A questa stima concorrono 376 mila unità in più per effetto delle migrazioni con l'estero, 73 mila unità in più per effetto della dinamica naturale positiva (78 mila nati stranieri contro appena 5 mila decessi), circa 57 mila unità in meno per effetto delle poste migratorie interne e per altri motivi e, infine, 64 mila unità in meno per acquisizioni della cittadinanza italiana. Ed è proprio l'Umbria con un'incidenza pari all'11 per cento a far registrare uno degli incrementi più significativi in Italia, secondo soltanto al risultato conseguito dall'Emilia Romagna (11,3 per cento). Seguono Lombardia (10, 7 per cento ) e Veneto (10,2 per cento ). Il peso percentuale della popolazione straniera risulta relativamente più basso nel Mezzogiorno (2,9 per cento ), il minimo è in Sardegna (2,2 per cento ). Nello specifico - ha analizzato l'Istat - anche la dinamica migratoria conferma la tendenza in atto.
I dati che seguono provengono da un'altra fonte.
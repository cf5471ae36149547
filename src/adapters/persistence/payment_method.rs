use chrono::{DateTime, Utc};

use crate::{
    adapters::persistence::{PostgresPersistence, parse_payment_method_info},
    app_error::{AppError, AppResult},
    domain::entities::payment_method::{PaymentMethod, PaymentMethodAttributes},
};

#[derive(sqlx::FromRow, Debug)]
struct PaymentMethodRow {
    id: String,
    customer_id: String,
    #[sqlx(rename = "type")]
    kind: String,
    info: serde_json::Value,
    is_default: bool,
    created_at: DateTime<Utc>,
}

impl From<PaymentMethodRow> for PaymentMethod {
    fn from(row: PaymentMethodRow) -> Self {
        let details = parse_payment_method_info(&row.kind, row.info, &row.id);
        PaymentMethod::new(PaymentMethodAttributes::from_parts(
            row.id,
            row.customer_id,
            row.kind,
            details,
            row.created_at,
        ))
        .with_default(row.is_default)
    }
}

const SELECT_COLS: &str = "id, customer_id, type, info, is_default, created_at";

impl PostgresPersistence {
    pub(super) async fn find_default_payment_method(
        &self,
        customer_id: &str,
    ) -> AppResult<Option<PaymentMethod>> {
        let row = sqlx::query_as::<_, PaymentMethodRow>(&format!(
            "SELECT {} FROM payment_methods WHERE customer_id = $1 AND is_default",
            SELECT_COLS
        ))
        .bind(customer_id)
        .fetch_optional(self.pool())
        .await
        .map_err(AppError::from)?;

        Ok(row.map(PaymentMethod::from))
    }

    pub(super) async fn find_payment_method_by_id(
        &self,
        id: &str,
    ) -> AppResult<Option<PaymentMethod>> {
        let row = sqlx::query_as::<_, PaymentMethodRow>(&format!(
            "SELECT {} FROM payment_methods WHERE id = $1",
            SELECT_COLS
        ))
        .bind(id)
        .fetch_optional(self.pool())
        .await
        .map_err(AppError::from)?;

        Ok(row.map(PaymentMethod::from))
    }

    pub(super) async fn list_payment_methods(
        &self,
        customer_id: &str,
    ) -> AppResult<Vec<PaymentMethod>> {
        let rows = sqlx::query_as::<_, PaymentMethodRow>(&format!(
            "SELECT {} FROM payment_methods WHERE customer_id = $1 ORDER BY created_at, id",
            SELECT_COLS
        ))
        .bind(customer_id)
        .fetch_all(self.pool())
        .await
        .map_err(AppError::from)?;

        Ok(rows.into_iter().map(PaymentMethod::from).collect())
    }

    /// Upsert under a per-customer advisory lock. A default payment method
    /// clears the flag on its siblings before it is written.
    pub(super) async fn upsert_payment_method(&self, pm: &PaymentMethod) -> AppResult<()> {
        let customer_id = pm.customer_id().ok_or_else(|| {
            AppError::InvalidInput(format!("payment method {} has no customer", pm.id()))
        })?;

        let mut tx = self.pool().begin().await.map_err(AppError::from)?;

        sqlx::query("SELECT pg_advisory_xact_lock(hashtext($1))")
            .bind(customer_id)
            .execute(&mut *tx)
            .await
            .map_err(AppError::from)?;

        if pm.is_default() {
            sqlx::query(
                r#"
                UPDATE payment_methods
                SET is_default = FALSE
                WHERE customer_id = $1 AND id <> $2 AND is_default
                "#,
            )
            .bind(customer_id)
            .bind(pm.id())
            .execute(&mut *tx)
            .await
            .map_err(AppError::from)?;
        }

        sqlx::query(
            r#"
            INSERT INTO payment_methods (id, customer_id, type, info, is_default, created_at)
            VALUES ($1, $2, $3, $4, $5, $6)
            ON CONFLICT (id) DO UPDATE
            SET customer_id = EXCLUDED.customer_id,
                type = EXCLUDED.type,
                info = EXCLUDED.info,
                is_default = EXCLUDED.is_default
            "#,
        )
        .bind(pm.id())
        .bind(customer_id)
        .bind(pm.kind())
        .bind(pm.details().to_info())
        .bind(pm.is_default())
        .bind(pm.created_at())
        .execute(&mut *tx)
        .await
        .map_err(AppError::from)?;

        tx.commit().await.map_err(AppError::from)?;
        Ok(())
    }

    pub(super) async fn delete_payment_method(&self, id: &str) -> AppResult<()> {
        sqlx::query("DELETE FROM payment_methods WHERE id = $1")
            .bind(id)
            .execute(self.pool())
            .await
            .map_err(AppError::from)?;
        Ok(())
    }
}
use thiserror::Error;

#[derive(Error, Debug)]
pub enum AppError {
    #[error("Database error: {0}")]
    Database(String),

    #[error("Invalid input: {0}")]
    InvalidInput(String),

    #[error("Validation error: {0}")]
    ValidationError(String),

    #[error("Not found")]
    NotFound,

    /// Network or I/O failure talking to the payment provider. Never retried here.
    #[error("Transport error: {0}")]
    Transport(String),

    /// Structured non-2xx response from the payment provider.
    #[error("Provider error {status}: {message}")]
    Provider {
        status: u16,
        message: String,
        kind: String,
    },

    /// The subscription was created remotely but its payment intent did not
    /// settle. Nothing was persisted; the caller owns reconciliation.
    #[error("Payment failed for invoice {invoice_id}: {status}")]
    PaymentFailure { invoice_id: String, status: String },

    #[error("Event already processed")]
    DuplicateEvent,

    #[error("Unknown resource: {0}")]
    UnknownResource(String),

    #[error("Invalid signature: {0}")]
    SignatureInvalid(String),

    #[error("Internal error: {0}")]
    Internal(String),
}

#[derive(Clone, Copy, Debug, PartialEq, Eq)]
pub enum ErrorCode {
    DatabaseError,
    InvalidInput,
    ValidationError,
    NotFound,
    TransportError,
    ProviderError,
    PaymentFailure,
    DuplicateEvent,
    UnknownResource,
    SignatureInvalid,
    InternalError,
}

impl ErrorCode {
    pub fn as_str(&self) -> &'static str {
        match self {
            ErrorCode::DatabaseError => "DATABASE_ERROR",
            ErrorCode::InvalidInput => "INVALID_INPUT",
            ErrorCode::ValidationError => "VALIDATION_ERROR",
            ErrorCode::NotFound => "NOT_FOUND",
            ErrorCode::TransportError => "TRANSPORT_ERROR",
            ErrorCode::ProviderError => "PROVIDER_ERROR",
            ErrorCode::PaymentFailure => "PAYMENT_FAILURE",
            ErrorCode::DuplicateEvent => "DUPLICATE_EVENT",
            ErrorCode::UnknownResource => "UNKNOWN_RESOURCE",
            ErrorCode::SignatureInvalid => "SIGNATURE_INVALID",
            ErrorCode::InternalError => "INTERNAL_ERROR",
        }
    }
}

impl AppError {
    pub fn code(&self) -> ErrorCode {
        match self {
            AppError::Database(_) => ErrorCode::DatabaseError,
            AppError::InvalidInput(_) => ErrorCode::InvalidInput,
            AppError::ValidationError(_) => ErrorCode::ValidationError,
            AppError::NotFound => ErrorCode::NotFound,
            AppError::Transport(_) => ErrorCode::TransportError,
            AppError::Provider { .. } => ErrorCode::ProviderError,
            AppError::PaymentFailure { .. } => ErrorCode::PaymentFailure,
            AppError::DuplicateEvent => ErrorCode::DuplicateEvent,
            AppError::UnknownResource(_) => ErrorCode::UnknownResource,
            AppError::SignatureInvalid(_) => ErrorCode::SignatureInvalid,
            AppError::Internal(_) => ErrorCode::InternalError,
        }
    }
}

pub type AppResult<T> = Result<T, AppError>;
L'Umbria si posiziona al secondo posto della classifica nazionale per saldo migratorio totale, facendo registrare anche in questo caso - come nel precedente - un incremento dell'8,8 per mille, superato soltanto dal dato dell'Emilia Romagna (9,6 per mille) e di poco superiore all'8,5 del Lazio. In ogni caso, l'Umbria è ampiamente al di sopra della media nazionale, che non supera il 4,8 per mille per arrivo di immigrati. Il dato, è ricavato della media tra il saldo migratorio estero (8,1 per mille) - ossia il tasso di variazione migratoria - al netto del "saldo migratorio interno" (saldo tra iscrizioni e cancellazioni anagrafiche per trasferimento di residenza) e del
"saldo migratorio per altri motivi"(saldo tra iscrizioni e cancellazioni anagrafiche non corrispondenti ad effettivi trasferimenti tra un comune di residenza e un altro, bensì a operazioni di correzione post-censuaria). Analizzando le cifre a livello di macro aree emerge una peculiarità: le regioni del Centro Italia costituiscono il 25% delle destinazioni preferite, tra cui il solo Lazio ne assorbe il 12%. Solo il 18% dei neo-cittadini stranieri elegge le regioni del Mezzogiorno quale propria residenza e, tra queste, soprattutto la Campania (5%). La capacità di attrazione dall'estero è, tuttavia, comune a tutte le regioni del territorio nazionale.
"Infatti - spiega l'Istat - pur in presenza di un più che tangibile gradiente territoriale che vede favorite le regioni del Centro-nord, il saldo migratorio con l'estero è ovunque positivo"
, con il picco negativo della Sardegna, ultima con il 2,6 per mille.